- TASK INSTRUCTIONS -
For the word "entry", find each line in the entries where it occurs and copy that line.
----
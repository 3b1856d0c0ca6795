//! Definitions index.
//!
//! Owns the entry collection and the build lifecycle. A fresh index is
//! `Uninitialized`; the first `ensure_built` flips it to `Loading` and walks
//! every project root on a host-provided background job; once `Initialized`
//! it is never torn down, only patched file-by-file via [`DefinitionsIndex::reindex_file`].

pub mod walker;

pub use walker::FileWalker;

use std::path::{Path, PathBuf};
use std::sync::{Arc, Mutex};

use crate::host::EditorHost;
use crate::rules::RuleSet;
use crate::scanner;

/// One indexed symbol occurrence.
///
/// `byte_offset` is the offset of the start of the defining line.
#[derive(Debug, Clone, PartialEq, Eq)]
pub struct Definition {
    pub name: String,
    pub file_path: PathBuf,
    pub byte_offset: usize,
}

/// Build lifecycle. Transitions are one-way:
/// `Uninitialized` → `Loading` → `Initialized`.
#[derive(Debug, Clone, Copy, PartialEq, Eq)]
pub enum IndexState {
    Uninitialized,
    Loading,
    Initialized,
}

/// What `ensure_built` did, for callers and tests.
#[derive(Debug, Clone, Copy, PartialEq, Eq)]
pub enum BuildTrigger {
    /// Index was already built; `on_ready` ran synchronously.
    Ready,
    /// A build is already in flight; the call was a no-op.
    InFlight,
    /// A background build was started.
    Started,
}

pub(crate) struct Inner {
    state: IndexState,
    entries: Vec<Definition>,
}

/// Cheaply cloneable handle to one session's index.
#[derive(Clone)]
pub struct DefinitionsIndex {
    pub(crate) inner: Arc<Mutex<Inner>>,
    rules: Arc<RuleSet>,
}

impl DefinitionsIndex {
    pub fn new(rules: Arc<RuleSet>) -> Self {
        Self {
            inner: Arc::new(Mutex::new(Inner {
                state: IndexState::Uninitialized,
                entries: Vec::new(),
            })),
            rules,
        }
    }

    pub fn state(&self) -> IndexState {
        self.inner.lock().unwrap().state
    }

    /// Point-in-time copy of the entry collection. A later `reindex_file`
    /// never mutates an already-returned snapshot.
    pub fn snapshot(&self) -> Vec<Definition> {
        self.inner.lock().unwrap().entries.clone()
    }

    /// Build the index if it has never been built, then hand the entry
    /// collection to `on_ready`.
    ///
    /// Never blocks the caller: an `Initialized` index runs `on_ready`
    /// synchronously, otherwise the walk-and-scan runs on a host background
    /// job and `on_ready` is deferred back to the primary thread. While
    /// `Loading` this is a guaranteed no-op, never a queued second build.
    pub fn ensure_built<F>(&self, host: &Arc<dyn EditorHost>, on_ready: F) -> BuildTrigger
    where
        F: FnOnce(Vec<Definition>) + Send + 'static,
    {
        {
            let mut inner = self.inner.lock().unwrap();
            match inner.state {
                IndexState::Initialized => {
                    let snapshot = inner.entries.clone();
                    drop(inner);
                    on_ready(snapshot);
                    return BuildTrigger::Ready;
                }
                IndexState::Loading => return BuildTrigger::InFlight,
                IndexState::Uninitialized => inner.state = IndexState::Loading,
            }
        }

        host.show_transient_status("Building definitions index...");
        let roots = host.project_roots();
        let index = self.clone();
        let primary = Arc::clone(host);

        host.run_in_background(Box::new(move || {
            tracing::debug!(roots = roots.len(), "index build started");
            let entries = build_entries(&roots, &index.rules);
            tracing::debug!(entries = entries.len(), "index build finished");
            {
                let mut inner = index.inner.lock().unwrap();
                inner.entries = entries.clone();
                inner.state = IndexState::Initialized;
            }
            primary.defer_to_primary_thread(Box::new(move || on_ready(entries)));
        }));

        BuildTrigger::Started
    }

    /// Replace the entries of exactly one file.
    ///
    /// Valid only once `Initialized`; a save notification that races a
    /// pending build is dropped, since that build will capture the file's
    /// current contents anyway.
    pub fn reindex_file(&self, path: &Path) {
        if self.state() != IndexState::Initialized {
            return;
        }

        // Scan outside the lock; swap in atomically.
        let fresh = match self.rules.rule_for_path(path) {
            Some(rule) => match scanner::scan_file(path, rule) {
                Ok(entries) => entries,
                Err(err) => {
                    tracing::debug!(path = %path.display(), error = %err, "reindex scan failed");
                    Vec::new()
                }
            },
            None => Vec::new(),
        };

        let mut inner = self.inner.lock().unwrap();
        if inner.state != IndexState::Initialized {
            return;
        }
        inner.entries.retain(|d| d.file_path != path);
        inner.entries.extend(fresh);
    }
}

/// Full walk-and-scan over every root. Per-file failures are contained and
/// never abort the build.
fn build_entries(roots: &[PathBuf], rules: &Arc<RuleSet>) -> Vec<Definition> {
    let walker = FileWalker::new(Arc::clone(rules));
    let mut entries = Vec::new();

    for root in roots {
        for file in walker.walk(root) {
            let Some(rule) = rules.rule_for_path(&file) else {
                continue;
            };
            match scanner::scan_file(&file, rule) {
                Ok(found) => entries.extend(found),
                Err(err) => {
                    tracing::debug!(path = %file.display(), error = %err, "scan failed, skipping file");
                }
            }
        }
    }

    entries
}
----
- REPLY TO THE EXERCISE -
//! Owns the entry collection and the build lifecycle. A fresh index is
    /// Point-in-time copy of the entry collection. A later `reindex_file`
    /// Build the index if it has never been built, then hand the entry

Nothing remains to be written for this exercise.